An interesting feature we added is Whitelabel support. If you have an Enterprise account you can now set your own MX record domains to be used with our service. This allows you to use ForwardMX for your own customers without letting them even know who we are. Instead of
mx1.forwardmx.io you can point their domains to
mx1.example.com and let us do the rest.
If you are interested in this feature but don't have an Enterprise account yet, we are willing to enable this for our current users on a Hoarder account as well, just contact us. It is not yet documented because we still consider it experimental, but we have at least one user using it already.
Own Emoji domains? Domains with umlauts? No problem anymore, where you would have hit some issues before our platform is now able to support them without any problems. Just use the domain in the not-punycode variant in our frontend and everything works like with any other domain.

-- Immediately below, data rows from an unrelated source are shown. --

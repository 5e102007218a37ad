//! OAuth2 auth resolution tests against a wiremock token endpoint.

use std::collections::HashMap;
use std::sync::Arc;

use wiremock::matchers::{body_string_contains, header, method, path};
use wiremock::{Mock, MockServer, ResponseTemplate};

use loadstorm::auth::{AuthConfig, AuthProvider};
use loadstorm::errors::AuthError;
use loadstorm::executor::TestExecutor;
use loadstorm::run::RunStatus;
use loadstorm::spec::TestSpec;
use loadstorm::templating::TemplateEngine;

fn provider() -> AuthProvider {
    provider_with(HashMap::new())
}

fn provider_with(vars: HashMap<String, String>) -> AuthProvider {
    AuthProvider::new(Arc::new(TemplateEngine::new(vars)), reqwest::Client::new())
}

fn spec(value: serde_json::Value) -> TestSpec {
    serde_json::from_value(value).expect("valid test spec")
}

#[tokio::test]
async fn client_credentials_flow_posts_form_grant() {
    let server = MockServer::start().await;
    Mock::given(method("POST"))
        .and(path("/token"))
        .and(header("Content-Type", "application/x-www-form-urlencoded"))
        .and(body_string_contains("grant_type=client_credentials"))
        .and(body_string_contains("client_id=cid"))
        .and(body_string_contains("client_secret=shhh"))
        .and(body_string_contains("scope=read+write"))
        .respond_with(ResponseTemplate::new(200).set_body_json(serde_json::json!({
            "access_token": "tok-abc",
            "expires_in": 3600
        })))
        .expect(1)
        .mount(&server)
        .await;

    let provider = provider();
    let config = AuthConfig::Oauth2ClientCredentials {
        token_url: format!("{}/token", server.uri()),
        client_id: "cid".into(),
        client_secret: "shhh".into(),
        scope: Some("read write".into()),
    };

    let headers = provider.headers(&config).await.unwrap();
    assert_eq!(headers["Authorization"], "Bearer tok-abc");
}

#[tokio::test]
async fn token_is_cached_across_resolutions() {
    let server = MockServer::start().await;
    Mock::given(method("POST"))
        .and(path("/token"))
        .respond_with(ResponseTemplate::new(200).set_body_json(serde_json::json!({
            "access_token": "cached-tok",
            "expires_in": 3600
        })))
        .expect(1) // second resolution must hit the cache
        .mount(&server)
        .await;

    let provider = provider();
    let config = AuthConfig::Oauth2ClientCredentials {
        token_url: format!("{}/token", server.uri()),
        client_id: "cid".into(),
        client_secret: "shhh".into(),
        scope: None,
    };

    let first = provider.headers(&config).await.unwrap();
    let second = provider.headers(&config).await.unwrap();
    assert_eq!(first, second);
}

#[tokio::test]
async fn password_grant_sends_credentials() {
    let server = MockServer::start().await;
    Mock::given(method("POST"))
        .and(path("/token"))
        .and(body_string_contains("grant_type=password"))
        .and(body_string_contains("username=alice"))
        .and(body_string_contains("password=pw-123"))
        .respond_with(ResponseTemplate::new(200).set_body_json(serde_json::json!({
            "access_token": "pw-tok"
        })))
        .expect(1)
        .mount(&server)
        .await;

    let provider = provider_with(HashMap::from([(
        "password".to_string(),
        "pw-123".to_string(),
    )]));
    let config = AuthConfig::Oauth2PasswordGrant {
        token_url: format!("{}/token", server.uri()),
        client_id: "cid".into(),
        username: "alice".into(),
        password: "{{password}}".into(),
        scope: None,
    };

    let headers = provider.headers(&config).await.unwrap();
    assert_eq!(headers["Authorization"], "Bearer pw-tok");
}

#[tokio::test]
async fn missing_expires_in_defaults_and_still_caches() {
    let server = MockServer::start().await;
    Mock::given(method("POST"))
        .and(path("/token"))
        .respond_with(ResponseTemplate::new(200).set_body_json(serde_json::json!({
            "access_token": "no-expiry-tok"
        })))
        .expect(1)
        .mount(&server)
        .await;

    let provider = provider();
    let config = AuthConfig::Oauth2ClientCredentials {
        token_url: format!("{}/token", server.uri()),
        client_id: "cid".into(),
        client_secret: "s".into(),
        scope: None,
    };

    provider.headers(&config).await.unwrap();
    let cached = provider.headers(&config).await.unwrap();
    assert_eq!(cached["Authorization"], "Bearer no-expiry-tok");
}

#[tokio::test]
async fn non_success_token_response_is_an_error() {
    let server = MockServer::start().await;
    Mock::given(method("POST"))
        .and(path("/token"))
        .respond_with(ResponseTemplate::new(401))
        .mount(&server)
        .await;

    let provider = provider();
    let config = AuthConfig::Oauth2ClientCredentials {
        token_url: format!("{}/token", server.uri()),
        client_id: "cid".into(),
        client_secret: "bad".into(),
        scope: None,
    };

    let result = provider.headers(&config).await;
    assert!(matches!(
        result,
        Err(AuthError::TokenEndpointStatus { status: 401 })
    ));
}

#[tokio::test]
async fn missing_access_token_is_an_error() {
    let server = MockServer::start().await;
    Mock::given(method("POST"))
        .and(path("/token"))
        .respond_with(ResponseTemplate::new(200).set_body_json(serde_json::json!({
            "token_type": "Bearer"
        })))
        .mount(&server)
        .await;

    let provider = provider();
    let config = AuthConfig::Oauth2ClientCredentials {
        token_url: format!("{}/token", server.uri()),
        client_id: "cid".into(),
        client_secret: "s".into(),
        scope: None,
    };

    let result = provider.headers(&config).await;
    assert!(matches!(result, Err(AuthError::MissingAccessToken)));
}

#[tokio::test]
async fn engine_attaches_oauth2_bearer_to_requests() {
    let server = MockServer::start().await;
    Mock::given(method("POST"))
        .and(path("/token"))
        .respond_with(ResponseTemplate::new(200).set_body_json(serde_json::json!({
            "access_token": "run-tok",
            "expires_in": 3600
        })))
        .expect(1)
        .mount(&server)
        .await;
    Mock::given(method("GET"))
        .and(path("/api"))
        .and(header("Authorization", "Bearer run-tok"))
        .respond_with(ResponseTemplate::new(200))
        .expect(5)
        .mount(&server)
        .await;

    let executor = TestExecutor::new();
    let result = executor
        .run(spec(serde_json::json!({
            "name": "T",
            "url": format!("{}/api", server.uri()),
            "auth": {
                "type": "oauth2_client_credentials",
                "token_url": format!("{}/token", server.uri()),
                "client_id": "cid",
                "client_secret": "s"
            },
            "total_requests": 5,
            "concurrency": 2,
            "expected_status_codes": [200]
        })))
        .await;

    assert_eq!(result.status, RunStatus::Completed);
    assert_eq!(result.passed, Some(true));
}

#[tokio::test]
async fn auth_failure_fails_the_run_before_dispatch() {
    let token_server = MockServer::start().await;
    Mock::given(method("POST"))
        .and(path("/token"))
        .respond_with(ResponseTemplate::new(500))
        .mount(&token_server)
        .await;

    let target = MockServer::start().await;
    Mock::given(method("GET"))
        .respond_with(ResponseTemplate::new(200))
        .expect(0) // no requests may be dispatched
        .mount(&target)
        .await;

    let executor = TestExecutor::new();
    let result = executor
        .run(spec(serde_json::json!({
            "name": "T",
            "url": format!("{}/api", target.uri()),
            "auth": {
                "type": "oauth2_client_credentials",
                "token_url": format!("{}/token", token_server.uri()),
                "client_id": "cid",
                "client_secret": "s"
            },
            "total_requests": 5,
            "concurrency": 2,
            "expected_status_codes": [200]
        })))
        .await;

    assert_eq!(result.status, RunStatus::Failed);
    assert_eq!(result.passed, Some(false));
    assert!(result.error_message.as_deref().unwrap().contains("auth"));
    assert_eq!(result.requests_completed, 0);
}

The world is not perfect and some government believe to have rights they should not be having. Even for us in Switzerland the if they make the right claims we can do nothing than to cooperate, as much as we would hate to.
But don't be afraid, that is why we created our Transparency Report & Warrant Canary page. If anything should change on the state of our data privacy we will reflect the changes there.
We also removed the chat because it seems many of you have been annoyed by it, you can still reach is with Email like always. We also made better error pages without funny gif animations, added some transactional emails and upgraded our email servers.
Next step is reworking the payment options ... We want to have PayPal and Bitcoin available for anyone and not only those countries that Stripe seems to allow right now.